Dataset entries
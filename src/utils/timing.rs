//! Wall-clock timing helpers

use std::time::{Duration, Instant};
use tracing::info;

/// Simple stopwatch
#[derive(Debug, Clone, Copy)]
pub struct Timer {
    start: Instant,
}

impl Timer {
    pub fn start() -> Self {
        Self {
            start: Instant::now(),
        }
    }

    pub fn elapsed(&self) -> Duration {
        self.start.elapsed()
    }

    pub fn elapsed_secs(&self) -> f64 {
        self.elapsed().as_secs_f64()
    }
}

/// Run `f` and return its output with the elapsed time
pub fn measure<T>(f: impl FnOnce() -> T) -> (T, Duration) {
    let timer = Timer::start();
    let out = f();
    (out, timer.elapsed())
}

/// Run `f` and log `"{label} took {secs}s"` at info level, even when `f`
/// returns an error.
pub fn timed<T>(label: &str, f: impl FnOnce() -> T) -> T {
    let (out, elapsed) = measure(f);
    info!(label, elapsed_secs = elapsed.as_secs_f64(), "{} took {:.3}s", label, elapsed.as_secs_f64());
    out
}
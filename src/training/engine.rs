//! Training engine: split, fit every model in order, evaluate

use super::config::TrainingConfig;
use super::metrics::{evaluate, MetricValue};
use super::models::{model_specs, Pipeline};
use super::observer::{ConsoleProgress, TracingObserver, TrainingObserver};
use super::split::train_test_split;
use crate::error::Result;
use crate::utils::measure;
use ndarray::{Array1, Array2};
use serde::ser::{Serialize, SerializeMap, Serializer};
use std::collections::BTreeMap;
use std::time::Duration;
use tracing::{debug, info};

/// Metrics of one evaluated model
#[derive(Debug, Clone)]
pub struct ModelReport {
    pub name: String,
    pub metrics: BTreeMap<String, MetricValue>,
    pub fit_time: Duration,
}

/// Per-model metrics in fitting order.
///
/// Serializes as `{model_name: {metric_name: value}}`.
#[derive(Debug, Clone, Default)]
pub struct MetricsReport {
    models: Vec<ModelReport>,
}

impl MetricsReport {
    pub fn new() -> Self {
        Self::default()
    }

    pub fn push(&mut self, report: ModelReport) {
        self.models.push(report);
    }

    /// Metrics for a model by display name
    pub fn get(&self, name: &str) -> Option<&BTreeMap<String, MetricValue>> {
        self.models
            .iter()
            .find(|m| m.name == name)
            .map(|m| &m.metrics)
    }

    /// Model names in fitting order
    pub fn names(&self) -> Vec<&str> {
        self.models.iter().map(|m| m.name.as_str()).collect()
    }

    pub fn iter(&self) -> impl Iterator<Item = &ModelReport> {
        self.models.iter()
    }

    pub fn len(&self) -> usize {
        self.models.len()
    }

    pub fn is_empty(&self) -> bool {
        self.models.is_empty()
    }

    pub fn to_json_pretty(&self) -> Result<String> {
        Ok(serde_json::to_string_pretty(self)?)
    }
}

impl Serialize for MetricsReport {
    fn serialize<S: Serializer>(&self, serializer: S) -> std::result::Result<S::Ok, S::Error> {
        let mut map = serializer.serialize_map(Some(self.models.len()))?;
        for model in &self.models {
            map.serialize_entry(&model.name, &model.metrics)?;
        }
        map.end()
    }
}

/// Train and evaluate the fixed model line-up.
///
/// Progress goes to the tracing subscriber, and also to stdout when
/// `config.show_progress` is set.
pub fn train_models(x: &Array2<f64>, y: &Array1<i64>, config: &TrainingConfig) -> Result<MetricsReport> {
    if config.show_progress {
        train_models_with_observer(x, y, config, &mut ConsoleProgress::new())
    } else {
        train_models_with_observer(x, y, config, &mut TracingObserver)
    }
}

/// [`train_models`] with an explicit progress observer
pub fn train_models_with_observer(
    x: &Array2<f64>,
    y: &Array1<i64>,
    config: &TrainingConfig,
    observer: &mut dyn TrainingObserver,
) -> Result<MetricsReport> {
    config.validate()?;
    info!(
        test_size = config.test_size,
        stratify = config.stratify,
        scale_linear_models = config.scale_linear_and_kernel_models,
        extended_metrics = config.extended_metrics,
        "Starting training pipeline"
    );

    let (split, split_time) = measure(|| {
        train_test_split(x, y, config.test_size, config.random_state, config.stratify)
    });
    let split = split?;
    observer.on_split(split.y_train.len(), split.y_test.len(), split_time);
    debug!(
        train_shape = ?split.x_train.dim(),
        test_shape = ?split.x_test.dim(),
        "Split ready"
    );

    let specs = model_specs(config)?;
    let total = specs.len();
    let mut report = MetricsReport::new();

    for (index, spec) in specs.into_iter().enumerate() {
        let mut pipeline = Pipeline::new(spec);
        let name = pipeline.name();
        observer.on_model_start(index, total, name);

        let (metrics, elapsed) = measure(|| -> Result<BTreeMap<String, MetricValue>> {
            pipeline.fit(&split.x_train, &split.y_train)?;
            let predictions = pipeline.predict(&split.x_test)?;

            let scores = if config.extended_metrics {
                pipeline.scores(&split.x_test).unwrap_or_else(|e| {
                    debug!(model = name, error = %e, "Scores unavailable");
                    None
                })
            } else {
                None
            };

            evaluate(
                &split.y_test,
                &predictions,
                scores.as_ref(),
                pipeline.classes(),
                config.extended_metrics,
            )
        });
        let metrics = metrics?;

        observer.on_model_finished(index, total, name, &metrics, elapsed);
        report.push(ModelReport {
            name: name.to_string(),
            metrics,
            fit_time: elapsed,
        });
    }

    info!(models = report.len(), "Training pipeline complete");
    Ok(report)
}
...
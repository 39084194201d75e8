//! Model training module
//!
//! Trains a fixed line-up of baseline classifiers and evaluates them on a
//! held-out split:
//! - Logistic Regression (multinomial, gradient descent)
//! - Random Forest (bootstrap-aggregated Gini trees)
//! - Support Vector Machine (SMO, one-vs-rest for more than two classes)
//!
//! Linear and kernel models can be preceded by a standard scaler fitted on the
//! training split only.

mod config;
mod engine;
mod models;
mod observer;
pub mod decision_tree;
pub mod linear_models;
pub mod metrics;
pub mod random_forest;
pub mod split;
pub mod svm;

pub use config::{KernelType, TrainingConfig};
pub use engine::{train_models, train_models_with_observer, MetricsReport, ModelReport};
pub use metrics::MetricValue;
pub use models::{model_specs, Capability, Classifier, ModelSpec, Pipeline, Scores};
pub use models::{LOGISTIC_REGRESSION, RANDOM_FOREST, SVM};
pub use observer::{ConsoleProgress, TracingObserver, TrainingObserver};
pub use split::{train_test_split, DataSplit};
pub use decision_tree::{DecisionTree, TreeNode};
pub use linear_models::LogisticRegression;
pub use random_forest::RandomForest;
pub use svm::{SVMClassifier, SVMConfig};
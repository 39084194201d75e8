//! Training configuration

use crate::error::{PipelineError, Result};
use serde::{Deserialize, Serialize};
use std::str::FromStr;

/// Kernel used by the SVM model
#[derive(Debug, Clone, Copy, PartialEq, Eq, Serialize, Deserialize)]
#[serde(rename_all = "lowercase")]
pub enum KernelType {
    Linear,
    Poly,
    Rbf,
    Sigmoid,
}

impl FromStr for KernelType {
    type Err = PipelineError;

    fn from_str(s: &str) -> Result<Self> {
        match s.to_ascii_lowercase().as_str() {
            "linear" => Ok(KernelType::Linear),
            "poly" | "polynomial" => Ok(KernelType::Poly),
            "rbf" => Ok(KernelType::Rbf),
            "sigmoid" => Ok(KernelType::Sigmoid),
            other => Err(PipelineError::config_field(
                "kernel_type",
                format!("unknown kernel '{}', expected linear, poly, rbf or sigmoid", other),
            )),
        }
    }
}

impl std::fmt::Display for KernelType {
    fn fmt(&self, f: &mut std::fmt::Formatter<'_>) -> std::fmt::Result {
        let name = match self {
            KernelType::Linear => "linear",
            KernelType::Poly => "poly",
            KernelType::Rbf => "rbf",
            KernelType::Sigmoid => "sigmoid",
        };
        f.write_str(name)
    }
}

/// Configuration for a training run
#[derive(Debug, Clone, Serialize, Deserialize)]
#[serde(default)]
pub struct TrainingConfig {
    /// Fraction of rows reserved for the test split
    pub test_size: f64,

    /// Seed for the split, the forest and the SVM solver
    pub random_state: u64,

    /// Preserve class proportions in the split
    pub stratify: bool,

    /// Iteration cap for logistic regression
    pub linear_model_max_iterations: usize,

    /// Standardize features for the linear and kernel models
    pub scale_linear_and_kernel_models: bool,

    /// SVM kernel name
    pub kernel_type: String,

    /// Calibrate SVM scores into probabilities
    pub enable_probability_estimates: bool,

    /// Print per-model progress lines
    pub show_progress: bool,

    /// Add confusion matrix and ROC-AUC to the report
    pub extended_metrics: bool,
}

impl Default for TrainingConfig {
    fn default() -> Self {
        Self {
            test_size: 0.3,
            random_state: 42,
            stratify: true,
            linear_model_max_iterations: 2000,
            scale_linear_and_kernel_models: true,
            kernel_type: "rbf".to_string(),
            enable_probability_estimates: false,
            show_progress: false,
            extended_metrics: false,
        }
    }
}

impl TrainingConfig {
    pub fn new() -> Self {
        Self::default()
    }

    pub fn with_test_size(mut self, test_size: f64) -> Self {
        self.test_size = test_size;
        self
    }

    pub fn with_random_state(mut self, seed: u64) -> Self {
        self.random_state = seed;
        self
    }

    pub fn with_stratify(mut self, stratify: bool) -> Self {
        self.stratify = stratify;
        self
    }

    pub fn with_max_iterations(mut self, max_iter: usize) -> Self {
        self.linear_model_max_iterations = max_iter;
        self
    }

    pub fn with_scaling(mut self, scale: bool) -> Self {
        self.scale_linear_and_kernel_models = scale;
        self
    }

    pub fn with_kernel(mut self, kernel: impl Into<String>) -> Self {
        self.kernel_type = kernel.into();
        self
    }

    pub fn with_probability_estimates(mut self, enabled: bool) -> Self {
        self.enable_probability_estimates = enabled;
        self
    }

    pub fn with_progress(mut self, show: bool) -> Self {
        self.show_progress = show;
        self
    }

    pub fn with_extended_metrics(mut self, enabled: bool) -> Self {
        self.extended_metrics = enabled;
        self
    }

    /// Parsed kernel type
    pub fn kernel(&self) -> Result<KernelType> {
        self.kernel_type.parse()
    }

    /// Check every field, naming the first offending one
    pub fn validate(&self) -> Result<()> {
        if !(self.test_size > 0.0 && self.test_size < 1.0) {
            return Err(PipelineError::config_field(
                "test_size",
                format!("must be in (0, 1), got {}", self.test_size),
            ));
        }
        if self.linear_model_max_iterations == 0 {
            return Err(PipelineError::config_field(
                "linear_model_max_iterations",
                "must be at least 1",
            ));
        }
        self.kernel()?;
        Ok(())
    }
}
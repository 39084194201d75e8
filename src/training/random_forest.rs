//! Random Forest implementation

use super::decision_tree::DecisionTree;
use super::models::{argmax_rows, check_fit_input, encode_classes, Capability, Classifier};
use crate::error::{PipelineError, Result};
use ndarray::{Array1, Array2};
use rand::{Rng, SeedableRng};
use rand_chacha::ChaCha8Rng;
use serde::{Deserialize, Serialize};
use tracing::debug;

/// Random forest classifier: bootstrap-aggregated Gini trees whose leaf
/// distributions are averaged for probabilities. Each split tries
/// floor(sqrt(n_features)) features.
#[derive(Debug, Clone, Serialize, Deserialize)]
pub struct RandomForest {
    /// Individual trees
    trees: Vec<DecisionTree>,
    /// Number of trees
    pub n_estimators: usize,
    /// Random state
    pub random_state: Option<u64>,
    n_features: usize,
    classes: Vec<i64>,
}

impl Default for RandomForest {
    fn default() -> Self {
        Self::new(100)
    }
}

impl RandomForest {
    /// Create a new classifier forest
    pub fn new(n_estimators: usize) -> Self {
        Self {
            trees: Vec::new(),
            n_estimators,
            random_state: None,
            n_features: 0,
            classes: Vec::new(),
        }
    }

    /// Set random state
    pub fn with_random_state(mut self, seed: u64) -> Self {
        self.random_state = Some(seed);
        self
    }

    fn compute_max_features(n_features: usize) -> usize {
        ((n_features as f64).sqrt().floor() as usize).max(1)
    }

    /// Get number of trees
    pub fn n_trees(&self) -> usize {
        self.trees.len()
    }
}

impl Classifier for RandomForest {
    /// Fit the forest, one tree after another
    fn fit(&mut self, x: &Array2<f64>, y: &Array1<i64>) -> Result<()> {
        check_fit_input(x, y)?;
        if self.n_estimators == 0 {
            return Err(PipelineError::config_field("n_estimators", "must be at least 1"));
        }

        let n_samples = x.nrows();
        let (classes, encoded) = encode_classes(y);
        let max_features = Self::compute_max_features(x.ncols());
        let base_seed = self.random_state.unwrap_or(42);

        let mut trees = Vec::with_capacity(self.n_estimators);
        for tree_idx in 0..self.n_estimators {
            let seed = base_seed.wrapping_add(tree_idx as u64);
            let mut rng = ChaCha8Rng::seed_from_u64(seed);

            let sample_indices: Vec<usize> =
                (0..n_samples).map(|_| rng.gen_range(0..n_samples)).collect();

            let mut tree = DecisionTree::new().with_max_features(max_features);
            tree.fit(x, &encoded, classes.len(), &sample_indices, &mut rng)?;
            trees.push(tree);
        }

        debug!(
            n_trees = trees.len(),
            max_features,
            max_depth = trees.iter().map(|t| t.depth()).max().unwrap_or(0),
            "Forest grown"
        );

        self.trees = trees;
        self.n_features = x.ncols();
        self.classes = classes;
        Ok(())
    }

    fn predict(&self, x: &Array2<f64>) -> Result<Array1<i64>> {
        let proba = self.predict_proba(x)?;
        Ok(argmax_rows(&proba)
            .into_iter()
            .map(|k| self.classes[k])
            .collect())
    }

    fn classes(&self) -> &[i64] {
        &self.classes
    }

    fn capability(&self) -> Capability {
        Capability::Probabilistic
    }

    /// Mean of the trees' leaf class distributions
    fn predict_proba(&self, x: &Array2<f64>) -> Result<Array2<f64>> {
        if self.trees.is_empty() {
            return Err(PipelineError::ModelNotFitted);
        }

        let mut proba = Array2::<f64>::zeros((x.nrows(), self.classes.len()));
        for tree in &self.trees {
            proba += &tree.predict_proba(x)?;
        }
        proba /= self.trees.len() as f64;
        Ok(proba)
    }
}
--
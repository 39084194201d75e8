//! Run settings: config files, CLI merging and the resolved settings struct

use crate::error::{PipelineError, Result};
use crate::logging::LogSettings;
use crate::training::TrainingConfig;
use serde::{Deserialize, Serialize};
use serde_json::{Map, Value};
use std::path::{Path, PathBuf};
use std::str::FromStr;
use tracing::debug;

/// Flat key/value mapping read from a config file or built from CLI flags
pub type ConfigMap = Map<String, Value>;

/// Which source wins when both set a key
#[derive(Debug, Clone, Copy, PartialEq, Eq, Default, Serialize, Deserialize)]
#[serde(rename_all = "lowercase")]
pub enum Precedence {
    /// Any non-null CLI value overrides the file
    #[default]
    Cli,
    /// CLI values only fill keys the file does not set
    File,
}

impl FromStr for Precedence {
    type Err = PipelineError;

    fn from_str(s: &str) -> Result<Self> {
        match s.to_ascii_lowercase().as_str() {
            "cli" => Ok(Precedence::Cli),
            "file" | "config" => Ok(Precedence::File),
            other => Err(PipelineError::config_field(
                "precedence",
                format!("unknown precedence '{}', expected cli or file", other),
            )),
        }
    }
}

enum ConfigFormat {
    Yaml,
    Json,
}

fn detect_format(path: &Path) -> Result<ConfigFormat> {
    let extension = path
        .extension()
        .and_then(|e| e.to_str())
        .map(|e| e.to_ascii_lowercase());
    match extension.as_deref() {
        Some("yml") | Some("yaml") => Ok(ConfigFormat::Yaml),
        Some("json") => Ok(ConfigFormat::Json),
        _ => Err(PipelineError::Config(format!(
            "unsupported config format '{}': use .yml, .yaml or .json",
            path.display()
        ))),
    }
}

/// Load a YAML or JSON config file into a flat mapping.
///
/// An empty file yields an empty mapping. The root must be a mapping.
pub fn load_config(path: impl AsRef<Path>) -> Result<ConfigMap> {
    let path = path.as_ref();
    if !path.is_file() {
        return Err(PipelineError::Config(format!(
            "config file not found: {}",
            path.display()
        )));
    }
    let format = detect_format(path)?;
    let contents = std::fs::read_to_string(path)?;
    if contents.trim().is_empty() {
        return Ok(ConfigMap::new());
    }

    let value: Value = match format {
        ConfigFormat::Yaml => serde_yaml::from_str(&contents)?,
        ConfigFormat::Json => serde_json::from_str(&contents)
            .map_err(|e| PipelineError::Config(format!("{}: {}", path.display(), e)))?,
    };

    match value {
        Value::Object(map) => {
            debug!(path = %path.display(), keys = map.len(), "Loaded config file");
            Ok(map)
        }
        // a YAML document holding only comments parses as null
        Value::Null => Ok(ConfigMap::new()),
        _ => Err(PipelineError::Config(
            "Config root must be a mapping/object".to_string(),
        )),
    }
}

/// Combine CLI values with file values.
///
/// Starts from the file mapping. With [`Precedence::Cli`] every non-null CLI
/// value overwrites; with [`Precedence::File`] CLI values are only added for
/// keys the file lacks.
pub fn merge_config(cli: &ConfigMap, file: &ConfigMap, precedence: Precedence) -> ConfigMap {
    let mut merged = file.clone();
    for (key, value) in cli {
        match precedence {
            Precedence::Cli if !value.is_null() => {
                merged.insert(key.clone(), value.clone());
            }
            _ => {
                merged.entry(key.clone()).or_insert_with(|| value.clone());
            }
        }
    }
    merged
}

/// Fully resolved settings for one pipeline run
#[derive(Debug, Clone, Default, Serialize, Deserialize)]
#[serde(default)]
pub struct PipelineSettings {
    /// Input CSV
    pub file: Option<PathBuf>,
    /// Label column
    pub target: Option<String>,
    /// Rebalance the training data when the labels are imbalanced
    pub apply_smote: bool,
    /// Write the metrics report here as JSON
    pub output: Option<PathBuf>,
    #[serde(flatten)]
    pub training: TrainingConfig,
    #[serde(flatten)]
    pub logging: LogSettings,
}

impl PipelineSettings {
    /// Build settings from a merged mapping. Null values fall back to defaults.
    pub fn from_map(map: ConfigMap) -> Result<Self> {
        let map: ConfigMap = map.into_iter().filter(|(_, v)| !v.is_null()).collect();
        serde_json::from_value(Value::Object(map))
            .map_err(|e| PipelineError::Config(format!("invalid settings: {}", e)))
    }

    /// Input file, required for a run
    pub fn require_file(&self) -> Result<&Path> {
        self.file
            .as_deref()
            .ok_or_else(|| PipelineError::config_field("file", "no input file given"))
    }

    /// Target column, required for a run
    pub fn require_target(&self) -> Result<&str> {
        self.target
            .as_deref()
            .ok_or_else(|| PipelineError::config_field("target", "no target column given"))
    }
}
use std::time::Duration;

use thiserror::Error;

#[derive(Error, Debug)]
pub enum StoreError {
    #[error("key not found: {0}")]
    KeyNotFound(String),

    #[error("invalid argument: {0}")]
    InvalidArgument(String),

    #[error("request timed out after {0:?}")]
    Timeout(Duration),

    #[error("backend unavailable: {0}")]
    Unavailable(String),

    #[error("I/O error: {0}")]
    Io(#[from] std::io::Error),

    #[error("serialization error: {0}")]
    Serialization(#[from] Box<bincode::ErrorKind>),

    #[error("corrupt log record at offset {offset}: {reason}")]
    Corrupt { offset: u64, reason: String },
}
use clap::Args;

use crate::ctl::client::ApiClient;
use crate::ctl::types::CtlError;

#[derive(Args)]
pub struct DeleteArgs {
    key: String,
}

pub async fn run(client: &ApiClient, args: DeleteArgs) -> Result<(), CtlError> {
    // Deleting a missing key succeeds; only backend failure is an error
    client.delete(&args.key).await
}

Exercise goal:
Copy out each line of the data that has the word "aggregated" in it.

Response to the exercise:
//! - Random Forest (bootstrap-aggregated Gini trees)
/// Random forest classifier: bootstrap-aggregated Gini trees whose leaf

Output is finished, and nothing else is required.